Page MenuHomePhabricator

wikifeeds-production-tls-proxy regularly exceeding its k8s CPU reservation
Closed, ResolvedPublic

Description

Screenshot_20201021_180948.png (387×1 px, 86 KB)

https://grafana.wikimedia.org/d/lxZAdAdMk/wikifeeds?orgId=1&from=1603296568693&to=1603318168693

It's not clear to me that this causes a latency problem, but it's not clear that it doesn't, either.

In general I have a feeling that our services Envoys are a bit underprovisioned on CPU.

Event Timeline

JMeybohm added a subscriber: JMeybohm.

I think you are right, thanks for the heads up!

While this probably is also an issue of "too much throttling" (T262527), we should bump requests and limits for wikifeeds. It's envoy also continuously runs above the memory request, which should be fixed as well.

Change 635753 had a related patch set uploaded (by JMeybohm; owner: JMeybohm):
[operations/deployment-charts@master] wikifeeds: Increase envoy CPU and memory ressources

https://gerrit.wikimedia.org/r/635753

That's pretty interesting, there shouldn't be so much throttling at so low CPU usage. user+system summed barely hit 1/5 of the limit.

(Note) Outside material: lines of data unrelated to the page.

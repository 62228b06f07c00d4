// src/checker/anchor.rs
// =============================================================================
// This module inspects HTML pages returned by the HTTP checker.
//
// We use the `scraper` crate which:
// - Parses HTML into a DOM (Document Object Model)
// - Is built on html5ever (Mozilla's HTML parser)
//
// Two things are pulled out of a page:
// - every anchor a `#fragment` could point at (`id="..."`, `<a name="...">`)
// - the target of a `<meta http-equiv="refresh" content="0; url=...">`
//
// The parsed DOM is not Send, so everything is copied into `PageFacts` before
// the checker awaits anything else.
// =============================================================================

use std::collections::HashSet;

use scraper::{ElementRef, Html};

/// What the checker needs to know about an HTML page.
#[derive(Debug, Default, Clone, PartialEq, Eq)]
pub struct PageFacts {
    pub anchors: HashSet<String>,
    /// Raw target of the first meta refresh, not yet resolved against the page.
    pub refresh: Option<String>,
}

impl PageFacts {
    /// Whether `fragment` names an element on the page.
    ///
    /// GitHub renders heading ids with a `user-content-` prefix and rewrites
    /// links on the fly, so that form matches too.
    pub fn has_anchor(&self, fragment: &str) -> bool {
        self.anchors.contains(fragment)
            || self.anchors.contains(&format!("user-content-{}", fragment))
    }
}

pub fn inspect_html(html: &str) -> PageFacts {
    let document = Html::parse_document(html);
    let mut facts = PageFacts::default();

    for node in document.root_element().descendants() {
        let Some(element) = ElementRef::wrap(node) else {
            continue;
        };
        let element = element.value();

        if let Some(id) = element.attr("id") {
            facts.anchors.insert(id.to_string());
        }

        if element.name() == "a" {
            if let Some(name) = element.attr("name") {
                facts.anchors.insert(name.to_string());
            }
        }

        if element.name() == "meta" && facts.refresh.is_none() {
            let is_refresh = element
                .attr("http-equiv")
                .is_some_and(|value| value.eq_ignore_ascii_case("refresh"));
            if is_refresh {
                facts.refresh = element.attr("content").and_then(parse_refresh);
            }
        }
    }

    facts
}

// Pulls the URL out of a refresh value such as `5; URL='/next'`.
fn parse_refresh(content: &str) -> Option<String> {
    let (_delay, rest) = content.split_once(|c: char| c == ';' || c == ',')?;
    let rest = rest.trim_start();

    let target = match rest.get(..3) {
        Some(prefix) if prefix.eq_ignore_ascii_case("url") => {
            rest[3..].trim_start().strip_prefix('=')?
        }
        _ => rest,
    };

    let target = target.trim().trim_matches(|c: char| c == '\'' || c == '"').trim();
    if target.is_empty() {
        None
    } else {
        Some(target.to_string())
    }
}

// -----------------------------------------------------------------------------
// NOTES:
//
// 1. Why walk every element instead of using CSS selectors?
//    - One pass collects ids, named anchors and the refresh tag together
//    - There is no selector string to parse, so nothing can fail here
//
// 2. What is ElementRef::wrap?
//    - The DOM tree also holds text and comment nodes
//    - wrap() returns Some only for element nodes
// -----------------------------------------------------------------------------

+1 to bumping the limit to see if it would solve latency issues, but it might be indeed related to T262527

That's pretty interesting, there shouldn't be so much throttling at so low CPU usage. user+system summed barely hit 1/5 of the limit.

+1 to bumping the limit to see if it would solve latency issues, but it might be indeed related to T262527

Indeed, but it approaches the configured request very often which then already leads to throttling. Seen that in eventgates as well. We should probably revisit this after kernel 4.19 is rolled out to see if we can lower the resource limits again.

Change 635753 merged by jenkins-bot:
[operations/deployment-charts@master] wikifeeds: Increase envoy CPU and memory ressources

https://gerrit.wikimedia.org/r/635753

Looks way better now, even under higher load.